Your task | Give back exactly the lines of the material below that start at the line containing "pub fn is_interior(&self, a: u32, b: u32)" and end at the line containing "pub fn interior_pair(&self, a: u32, b: u32)", and no others.

Stored data |
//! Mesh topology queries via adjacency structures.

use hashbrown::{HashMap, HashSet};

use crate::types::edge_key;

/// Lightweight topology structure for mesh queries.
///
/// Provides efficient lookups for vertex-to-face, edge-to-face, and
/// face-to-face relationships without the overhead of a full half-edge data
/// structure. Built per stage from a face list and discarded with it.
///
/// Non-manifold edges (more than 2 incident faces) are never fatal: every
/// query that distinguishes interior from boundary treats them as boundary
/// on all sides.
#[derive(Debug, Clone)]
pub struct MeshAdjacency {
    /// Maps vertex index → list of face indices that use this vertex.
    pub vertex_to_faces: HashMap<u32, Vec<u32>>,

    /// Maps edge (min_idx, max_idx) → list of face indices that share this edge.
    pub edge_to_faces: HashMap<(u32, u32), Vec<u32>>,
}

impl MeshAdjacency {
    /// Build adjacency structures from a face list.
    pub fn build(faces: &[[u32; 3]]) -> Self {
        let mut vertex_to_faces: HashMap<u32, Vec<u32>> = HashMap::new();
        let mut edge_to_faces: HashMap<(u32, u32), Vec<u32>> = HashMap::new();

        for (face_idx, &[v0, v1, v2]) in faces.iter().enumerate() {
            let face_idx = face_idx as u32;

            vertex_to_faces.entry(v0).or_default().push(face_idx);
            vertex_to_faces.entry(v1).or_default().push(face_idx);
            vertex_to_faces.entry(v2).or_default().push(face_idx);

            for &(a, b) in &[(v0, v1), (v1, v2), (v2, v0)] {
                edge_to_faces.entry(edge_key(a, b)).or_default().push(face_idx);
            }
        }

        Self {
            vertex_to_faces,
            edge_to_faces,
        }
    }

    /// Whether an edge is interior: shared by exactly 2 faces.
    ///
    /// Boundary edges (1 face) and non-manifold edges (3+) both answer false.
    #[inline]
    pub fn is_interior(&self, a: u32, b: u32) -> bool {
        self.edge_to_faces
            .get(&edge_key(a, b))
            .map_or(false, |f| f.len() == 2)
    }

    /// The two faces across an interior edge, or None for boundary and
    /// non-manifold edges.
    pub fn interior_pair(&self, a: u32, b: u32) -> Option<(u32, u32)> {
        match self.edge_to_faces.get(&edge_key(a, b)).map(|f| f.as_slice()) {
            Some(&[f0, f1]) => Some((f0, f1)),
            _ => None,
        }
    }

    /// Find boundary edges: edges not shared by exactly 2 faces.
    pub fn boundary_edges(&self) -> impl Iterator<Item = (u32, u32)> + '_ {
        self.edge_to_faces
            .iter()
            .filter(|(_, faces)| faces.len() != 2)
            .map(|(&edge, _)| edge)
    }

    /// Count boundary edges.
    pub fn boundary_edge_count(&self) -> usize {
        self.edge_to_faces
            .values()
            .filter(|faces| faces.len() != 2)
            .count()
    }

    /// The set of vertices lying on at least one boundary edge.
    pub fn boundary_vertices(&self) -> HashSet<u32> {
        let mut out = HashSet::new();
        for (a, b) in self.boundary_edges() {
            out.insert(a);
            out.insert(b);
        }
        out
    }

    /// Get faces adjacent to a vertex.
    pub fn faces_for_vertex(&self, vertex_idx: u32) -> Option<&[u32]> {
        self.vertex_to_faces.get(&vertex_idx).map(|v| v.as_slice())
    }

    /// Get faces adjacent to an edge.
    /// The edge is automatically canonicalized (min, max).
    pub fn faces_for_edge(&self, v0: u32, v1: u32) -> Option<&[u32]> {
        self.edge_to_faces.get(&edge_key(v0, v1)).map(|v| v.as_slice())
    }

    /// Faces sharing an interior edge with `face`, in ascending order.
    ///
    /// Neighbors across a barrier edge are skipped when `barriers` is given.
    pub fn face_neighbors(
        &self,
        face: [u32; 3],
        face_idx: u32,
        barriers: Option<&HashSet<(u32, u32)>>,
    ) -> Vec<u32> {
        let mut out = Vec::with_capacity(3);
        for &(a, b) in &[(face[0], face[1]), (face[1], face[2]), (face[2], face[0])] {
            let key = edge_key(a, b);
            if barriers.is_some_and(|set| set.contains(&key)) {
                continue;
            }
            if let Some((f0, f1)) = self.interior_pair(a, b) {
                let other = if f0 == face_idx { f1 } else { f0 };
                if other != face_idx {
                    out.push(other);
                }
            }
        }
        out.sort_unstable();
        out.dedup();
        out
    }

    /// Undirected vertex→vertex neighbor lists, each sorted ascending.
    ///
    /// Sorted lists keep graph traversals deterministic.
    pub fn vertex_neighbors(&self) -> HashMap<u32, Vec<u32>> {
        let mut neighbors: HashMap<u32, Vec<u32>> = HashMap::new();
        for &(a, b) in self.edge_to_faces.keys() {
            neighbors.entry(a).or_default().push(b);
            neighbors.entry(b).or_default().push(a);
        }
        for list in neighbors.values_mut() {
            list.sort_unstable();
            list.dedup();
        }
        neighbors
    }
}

Written response |
    pub fn is_interior(&self, a: u32, b: u32) -> bool {
        self.edge_to_faces
            .get(&edge_key(a, b))
            .map_or(false, |f| f.len() == 2)
    }

    /// The two faces across an interior edge, or None for boundary and
    /// non-manifold edges.
    pub fn interior_pair(&self, a: u32, b: u32) -> Option<(u32, u32)> {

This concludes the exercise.